Meanwhile, the sun had barely clawed its way past the sullen clouds over the Qureshi estate when the sound of shattering glass split through the hall like a gunshot.
A crystal tumbler, hurled with all the rage of a man unraveling, exploded against the marble wall. Shards rained down like judgment.
"She got away?!" Zaryab's voice was a beast's roar—raw, trembling with disbelief and fury.
The veins in his neck pulsed, jaw clenched tight as he paced the marble floor like a rabid animal. His eyes were wild—bloodshot and rimmed with darkness. His expensive shirt clung to his sweat-drenched skin, unbuttoned halfway, stained by the ghost of last night's failures. The man who once dripped charm now looked possessed—broken pride clothed in silk.
Qureshi Sahab didn't even blink.
He remained seated, poised like a king in a war chamber, his tea steaming gently as he crossed one leg over the other with practiced calm. His silver watch glinted under the chandelier's light—a silent reminder of power measured in seconds.
"I told you not to underestimate her," he murmured, his voice like oil on cold water—calm, yet unsettling. "She isn't weak. That girl has fire in her blood."
Zaryab whirled around sharply, his voice cracking. "She was a trembling little girl—scared, submissive!"
Qureshi Sahab's eyes sharpened. "And now she's a trembling little girl with the law on her side," Qureshi Sahab cut in sharply, setting his teacup down with a loud clink, "That makes her more dangerous than ever."
A tense silence settled in the room like a shroud.
From the kitchen doorway, Fazeela Begum stood stiffly, her features tight with contempt and lips curled in disdain. She had overheard enough.
"That ungrateful snake," she hissed, unaware of the true rot beneath her own roof. "We gave her a name. A roof. Respect. And she repays us with betrayal? That wretched creature is no daughter of mine."
She believed her outrage was noble, maternal. She had no idea she was a pawn on a bloodstained chessboard as she remained oblivious of the schemes against Raneya.
Qureshi Sahab's lips curved into something grotesque—a slow, sinister smile that didn't reach his eyes.
"Perfect," he said softly, rising to his feet like a vulture drawn to a dying breath. "Then let's treat her as she truly is—an outsider. No family honor. No protection. No rights. No moral obligation."

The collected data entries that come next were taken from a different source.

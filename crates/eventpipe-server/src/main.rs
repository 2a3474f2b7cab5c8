use clap::Parser;
use eventpipe_config::{Config, LoggingConfig};
use eventpipe_server::{Args, EventPipeServer, Result};
use std::process;
use tracing::info;

#[tokio::main]
async fn main() {
    let args = Args::parse();

    if let Err(e) = run(args).await {
        eprintln!("eventpipe-server failed: {e}");
        process::exit(1);
    }
}

async fn run(args: Args) -> Result<()> {
    let mut config = match &args.config {
        Some(path) => Config::load_from_file(&path.to_string_lossy())?,
        None => Config::load()?,
    };

    if let Some(host) = args.host {
        config.server.host = host;
    }
    if let Some(port) = args.port {
        config.server.port = port;
    }
    if let Some(level) = args.log_level {
        config.logging.level = level;
    }
    config.validate()?;

    init_logging(&config.logging);

    info!(
        db_host = %config.database.host,
        db_name = %config.database.database,
        worker_count = config.pipeline.worker_count,
        queue_size = config.pipeline.queue_size,
        max_retries = config.pipeline.max_retries,
        retry_backoff_ms = config.pipeline.retry_base_backoff_ms,
        "loaded configuration"
    );

    EventPipeServer::new(config).run().await
}

/// Initialize the tracing subscriber.
///
/// `RUST_LOG` takes precedence over the configured level when set.
fn init_logging(config: &LoggingConfig) {
    use tracing_subscriber::{EnvFilter, layer::SubscriberExt, util::SubscriberInitExt};

    let filter =
        EnvFilter::try_from_default_env().unwrap_or_else(|_| EnvFilter::new(&config.level));

    let registry = tracing_subscriber::registry().with(filter);

    if config.format == "json" {
        registry
            .with(tracing_subscriber::fmt::layer().json())
            .init();
    } else {
        registry.with(tracing_subscriber::fmt::layer()).init();
    }
}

He turned toward the large window overlooking the estate. Beyond the walls lay a city he had owned for decades. A city that obeyed his whispers more than its laws. His eyes were glinting with something far more dangerous than anger—strategy
"She's gone to the police. But she has nothing—no proof, no backing, no status. And this is our city. Our system. And in this system," he said, voice dipping into a quiet snarl, "truth means nothing without power. Do you think some half-dead girl running in with a sob story is enough to shake my empire?"
Zaryab's chest rose and fell rapidly, his anger slowly morphing into cold dread. "What do we do now?"
"We do what we've always done," Qureshi Sahab said smoothly as he turned to the window, gazing out like a general surveying a battlefield. "Control the story. First, we make her hysterical. A mentally unstable runaway, abandoned by her husband, paranoid, suicidal—perhaps even violent."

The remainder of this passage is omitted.